[Saved entries]
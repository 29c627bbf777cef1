mod arena;
mod handle;
mod iter;
mod node;
mod raw_bst;
mod tree_id;

pub(crate) use handle::Handle;
pub(crate) use iter::RawIter;
pub(crate) use raw_bst::{InsertResult, RawBst};
pub(crate) use tree_id::TreeId;
use super::Bst;
use crate::raw::RawBst;

impl<T> Bst<T> {
    /// Creates an empty tree with node storage for at least `capacity` values.
    ///
    /// This is an extension and is not part of the standard collection APIs.
    ///
    /// # Examples
    ///
    /// ```
    /// use linked_bst::Bst;
    ///
    /// let tree: Bst<i32> = Bst::with_capacity(16);
    /// assert!(tree.is_empty());
    /// ```
    ///
    /// # Complexity
    ///
    /// O(capacity) for memory allocation.
    #[must_use]
    pub fn with_capacity(capacity: usize) -> Self {
        Bst {
            raw: RawBst::with_capacity(capacity),
        }
    }

    /// Returns the number of values the tree can hold without reallocating node storage.
    ///
    /// Freed nodes are recycled, so a tree that shrinks and grows again within its capacity
    /// does not allocate.
    ///
    /// # Examples
    ///
    /// ```
    /// use linked_bst::Bst;
    ///
    /// let tree: Bst<i32> = Bst::with_capacity(32);
    /// assert_eq!(tree.capacity(), 32);
    /// ```
    ///
    /// # Complexity
    ///
    /// O(1)
    #[must_use]
    pub fn capacity(&self) -> usize {
        self.raw.capacity()
    }
}
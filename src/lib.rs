//! Unbalanced, parent-linked binary search trees for Rust.
//!
//! This crate provides one tree, [`Bst`], and two adaptors built on it:
//!
//! - [`Bst`] - An ordered multiset. Duplicates are allowed unless an insertion asks for
//!   uniqueness, and equal values keep their insertion order.
//! - [`BstSet`] - An ordered set of unique values.
//! - [`BstMap`] - An ordered map from unique keys to values, ordered by key alone.
//!
//! Every node records its parent, so a [`Cursor`] can walk forwards and backwards with no
//! auxiliary stack. Positions can be detached from the borrow as [`Position`] tokens and
//! handed back to mutating operations, which validate them and report misuse as an [`Error`].
//!
//! # Example
//!
//! ```
//! use linked_bst::{Bst, Error};
//!
//! let mut tree = Bst::new();
//! for value in [5, 3, 8, 1, 4, 7, 9] {
//!     tree.insert(value, true);
//! }
//!
//! // Walk forwards from the first element, then wrap through past-the-end.
//! let mut cursor = tree.cursor_front();
//! assert_eq!(cursor.get(), Some(&1));
//! cursor.move_prev();
//! assert!(cursor.is_end());
//! cursor.move_prev();
//! assert_eq!(cursor.get(), Some(&9));
//!
//! // Erase by position; positions of other elements stay valid.
//! let seven = tree.find(&7);
//! let five = tree.find(&5);
//! assert_eq!(tree.erase(five).map(|next| tree.get(next).copied()), Ok(Ok(7)));
//! assert_eq!(tree.get(seven), Ok(&7));
//! assert_eq!(tree.erase(five), Err(Error::InvalidIterator));
//! ```
//!
//! # Features
//!
//! - **`no_std` compatible** - Only requires `alloc`, no standard library dependency
//! - **Stable positions** - Removal relocates nodes instead of moving values between them
//! - **No recursion** - Clearing, copying and dropping walk the tree with explicit stacks, so
//!   degenerate chains of any length are handled
//! - **`serde`** - Optional `Serialize`/`Deserialize` support behind the `serde` feature.
//!   Collections serialize in ascending order and deserializing reinserts one value at a time,
//!   so a round trip rebuilds a chain and takes quadratic time in the element count
//!
//! # Implementation
//!
//! Nodes live in a per-tree arena and refer to each other through generational handles, so a
//! handle to a removed node is detected rather than followed. The tree never rebalances:
//! inserting sorted data builds a chain and operations degrade to linear time.

#![no_std]
// These forbid rules and lint groups are meant to be very restrictive.
#![forbid(unsafe_code)]
#![forbid(keyword_idents)]
#![forbid(non_ascii_idents)]
#![forbid(unreachable_pub)]
#![warn(clippy::all)]
#![warn(clippy::cargo)]
#![warn(clippy::pedantic)]
// Enable coverage attributes for nightly builds.
#![cfg_attr(coverage_nightly, feature(coverage_attribute))]

extern crate alloc;

mod error;
mod raw;
#[cfg(feature = "serde")]
mod serde;

pub mod bst;
pub mod bst_map;
pub mod bst_set;

pub use bst::{Bst, Cursor, Position};
pub use bst_map::BstMap;
pub use bst_set::BstSet;
pub use error::Error;
impl<K: Ord, V> BstMap<K, V> {
    /// Returns a reference to the value corresponding to the key.
    ///
    /// The key may be any borrowed form of the map's key type, but the ordering on the borrowed
    /// form *must* match the ordering on the key type.
    ///
    /// # Examples
    ///
    /// ```
    /// use linked_bst::BstMap;
    ///
    /// let mut map = BstMap::new();
    /// map.insert(1, "a");
    /// assert_eq!(map.get(&1), Some(&"a"));
    /// assert_eq!(map.get(&2), None);
    /// ```
    pub fn get<Q>(&self, key: &Q) -> Option<&V>
    where
        K: Borrow<Q>,
        Q: ?Sized + Ord,
    {
        self.get_key_value(key).map(|(_, v)| v)
    }

    /// Returns the key-value pair corresponding to the supplied key. This is potentially useful
    /// for key types where non-identical keys can be considered equal.
    pub fn get_key_value<Q>(&self, key: &Q) -> Option<(&K, &V)>
    where
        K: Borrow<Q>,
        Q: ?Sized + Ord,
    {
        let (k, v) = self.raw.value(self.search(key)?);
        Some((k, v))
    }

    /// Returns a mutable reference to the value corresponding to the key.
    ///
    /// # Examples
    ///
    /// ```
    /// use linked_bst::BstMap;
    ///
    /// let mut map = BstMap::new();
    /// map.insert(1, "a");
    /// if let Some(x) = map.get_mut(&1) {
    ///     *x = "b";
    /// }
    /// assert_eq!(map[&1], "b");
    /// ```
    pub fn get_mut<Q>(&mut self, key: &Q) -> Option<&mut V>
    where
        K: Borrow<Q>,
        Q: ?Sized + Ord,
    {
        let handle = self.search(key)?;
        Some(&mut self.raw.value_mut(handle).1)
    }

    /// Returns `true` if the map contains a value for the specified key.
    pub fn contains_key<Q>(&self, key: &Q) -> bool
    where
        K: Borrow<Q>,
        Q: ?Sized + Ord,
    {
        self.search(key).is_some()
    }

    /// Inserts a key-value pair into the map.
    ///
    /// If the map did not have this key present, `None` is returned.
    ///
    /// If the map did have this key present, the value is updated, and the old value is
    /// returned. The key is not updated, though; this matters for types that can be `==`
    /// without being identical.
    ///
    /// # Examples
    ///
    /// ```
    /// use linked_bst::BstMap;
    ///
    /// let mut map = BstMap::new();
    /// assert_eq!(map.insert(37, "a"), None);
    /// assert_eq!(map.is_empty(), false);
    ///
    /// map.insert(37, "b");
    /// assert_eq!(map.insert(37, "c"), Some("b"));
    /// assert_eq!(map[&37], "c");
    /// ```
    pub fn insert(&mut self, key: K, value: V) -> Option<V> {
        match self.raw.insert_by((key, value), true, |(a, _), (b, _)| a.cmp(b)) {
            InsertResult::Inserted(_) => None,
            InsertResult::Occupied(handle, (_, value)) => {
                Some(core::mem::replace(&mut self.raw.value_mut(handle).1, value))
            }
        }
    }

    /// Removes a key from the map, returning the value at the key if the key was previously in
    /// the map.
    ///
    /// # Examples
    ///
    /// ```
    /// use linked_bst::BstMap;
    ///
    /// let mut map = BstMap::new();
    /// map.insert(1, "a");
    /// assert_eq!(map.remove(&1), Some("a"));
    /// assert_eq!(map.remove(&1), None);
    /// ```
    pub fn remove<Q>(&mut self, key: &Q) -> Option<V>
    where
        K: Borrow<Q>,
        Q: ?Sized + Ord,
    {
        self.remove_entry(key).map(|(_, v)| v)
    }

    /// Removes a key from the map, returning the stored key and value if the key was previously
    /// in the map.
    pub fn remove_entry<Q>(&mut self, key: &Q) -> Option<(K, V)>
    where
        K: Borrow<Q>,
        Q: ?Sized + Ord,
    {
        let handle = self.search(key)?;
        Some(self.raw.remove(handle).0)
    }

    fn search<Q>(&self, key: &Q) -> Option<Handle>
    where
        K: Borrow<Q>,
        Q: ?Sized + Ord,
    {
        self.raw.search_by(|(k, _)| key.cmp(k.borrow()))
    }
}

:: HOW TO COMPLETE THIS TASK ::
Which of the lines above carry the string "true"? Pick them out and copy them.

:: TASK RESPONSE ::
//!     tree.insert(value, true);
    /// Returns `true` if the map contains a value for the specified key.
        match self.raw.insert_by((key, value), true, |(a, _), (b, _)| a.cmp(b)) {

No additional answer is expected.